### ACTIVITY
Your task is to write out exactly the lines of the listing below, from the first down to the line that holds "#[derive(Debug, Default)]".

#### DATA EXTRACT

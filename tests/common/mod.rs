//! Test doubles for the render surface and the delay
//!
//! Both record into a shared [`Timeline`], so tests can check the exact
//! order of flushes and waits.

#![allow(dead_code)]

use std::cell::RefCell;

use embedded_hal::delay::DelayNs;
use pixel_control::{
    BLACK, Brightness, Duration, LightEngine, PixelProvider, RenderSurface, Rgbw, StopSignal,
};

/// A flushed frame as the hardware would have seen it
#[derive(Debug, Clone, PartialEq)]
pub struct Frame {
    pub pixels: Vec<Rgbw>,
    pub brightness: Brightness,
    /// Indices written since the previous flush, in write order
    pub written: Vec<usize>,
}

#[derive(Debug, Clone, PartialEq)]
pub enum Event {
    Flush(Frame),
    Wait(Duration),
}

#[derive(Debug, Default)]
pub struct Timeline {
    events: RefCell<Vec<Event>>,
}

impl Timeline {
    pub fn events(&self) -> Vec<Event> {
        self.events.borrow().clone()
    }

    pub fn frames(&self) -> Vec<Frame> {
        self.events
            .borrow()
            .iter()
            .filter_map(|event| match event {
                Event::Flush(frame) => Some(frame.clone()),
                Event::Wait(_) => None,
            })
            .collect()
    }

    pub fn waits(&self) -> Vec<Duration> {
        self.events
            .borrow()
            .iter()
            .filter_map(|event| match event {
                Event::Wait(duration) => Some(*duration),
                Event::Flush(_) => None,
            })
            .collect()
    }

    pub fn total_wait(&self) -> Duration {
        self.waits()
            .into_iter()
            .fold(Duration::from_ticks(0), |acc, wait| acc + wait)
    }

    pub fn last_frame(&self) -> Option<Frame> {
        self.frames().pop()
    }

    fn push(&self, event: Event) {
        self.events.borrow_mut().push(event);
    }
}

/// Flush error of [`RecordingSurface::failing`]
#[derive(Debug, Clone, Copy, PartialEq, Eq)]
pub struct FlushFailed;

pub struct RecordingSurface<'a> {
    timeline: &'a Timeline,
    pixels: Vec<Rgbw>,
    brightness: Brightness,
    written: Vec<usize>,
    failing: bool,
}

impl<'a> RecordingSurface<'a> {
    pub fn new(timeline: &'a Timeline, pixel_count: usize) -> Self {
        Self {
            timeline,
            pixels: vec![BLACK; pixel_count],
            brightness: Brightness::FULL,
            written: Vec::new(),
            failing: false,
        }
    }

    /// Surface whose every flush fails
    pub fn failing(timeline: &'a Timeline, pixel_count: usize) -> Self {
        Self {
            failing: true,
            ..Self::new(timeline, pixel_count)
        }
    }
}

impl RenderSurface for RecordingSurface<'_> {
    type Error = FlushFailed;

    fn pixel_count(&self) -> usize {
        self.pixels.len()
    }

    fn set_pixel(&mut self, index: usize, color: Rgbw) {
        if let Some(pixel) = self.pixels.get_mut(index) {
            *pixel = color;
            self.written.push(index);
        }
    }

    fn set_brightness(&mut self, brightness: Brightness) {
        self.brightness = brightness;
    }

    fn flush(&mut self) -> Result<(), Self::Error> {
        if self.failing {
            return Err(FlushFailed);
        }
        self.timeline.push(Event::Flush(Frame {
            pixels: self.pixels.clone(),
            brightness: self.brightness,
            written: std::mem::take(&mut self.written),
        }));
        Ok(())
    }
}

/// Delay that returns at once and raises the stop signal after a budget
pub struct ScriptedDelay<'a> {
    timeline: &'a Timeline,
    stop: &'a StopSignal,
    budget: Option<usize>,
    waited: usize,
}

impl<'a> ScriptedDelay<'a> {
    pub fn new(timeline: &'a Timeline, stop: &'a StopSignal) -> Self {
        Self {
            timeline,
            stop,
            budget: None,
            waited: 0,
        }
    }

    /// Raise the stop signal during the `waits`-th wait
    pub fn stop_after(mut self, waits: usize) -> Self {
        self.budget = Some(waits);
        self
    }

    fn record(&mut self, duration: Duration) {
        self.timeline.push(Event::Wait(duration));
        self.waited += 1;
        if self.budget.is_some_and(|budget| self.waited >= budget) {
            self.stop.raise();
        }
    }
}

impl DelayNs for ScriptedDelay<'_> {
    fn delay_ns(&mut self, ns: u32) {
        self.record(Duration::from_micros(u64::from(ns) / 1_000));
    }

    fn delay_us(&mut self, us: u32) {
        self.record(Duration::from_micros(u64::from(us)));
    }
}

pub type TestEngine<'a, P> = LightEngine<'a, RecordingSurface<'a>, P, ScriptedDelay<'a>>;

/// Engine over a recording surface with an unlimited delay
pub fn engine<'a, P: PixelProvider>(
    timeline: &'a Timeline,
    stop: &'a StopSignal,
    provider: P,
    pixel_count: usize,
    brightness: f32,
) -> TestEngine<'a, P> {
    LightEngine::new(
        RecordingSurface::new(timeline, pixel_count),
        provider,
        ScriptedDelay::new(timeline, stop),
        stop,
        Brightness::new(brightness),
    )
}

########

### TASK SOLUTION
filename tests/common/mod.rs
//! Test doubles for the render surface and the delay
//!
//! Both record into a shared [`Timeline`], so tests can check the exact
//! order of flushes and waits.

#![allow(dead_code)]

use std::cell::RefCell;

use embedded_hal::delay::DelayNs;
use pixel_control::{
    BLACK, Brightness, Duration, LightEngine, PixelProvider, RenderSurface, Rgbw, StopSignal,
};

/// A flushed frame as the hardware would have seen it
#[derive(Debug, Clone, PartialEq)]
pub struct Frame {
    pub pixels: Vec<Rgbw>,
    pub brightness: Brightness,
    /// Indices written since the previous flush, in write order
    pub written: Vec<usize>,
}

#[derive(Debug, Clone, PartialEq)]
pub enum Event {
    Flush(Frame),
    Wait(Duration),
}

#[derive(Debug, Default)]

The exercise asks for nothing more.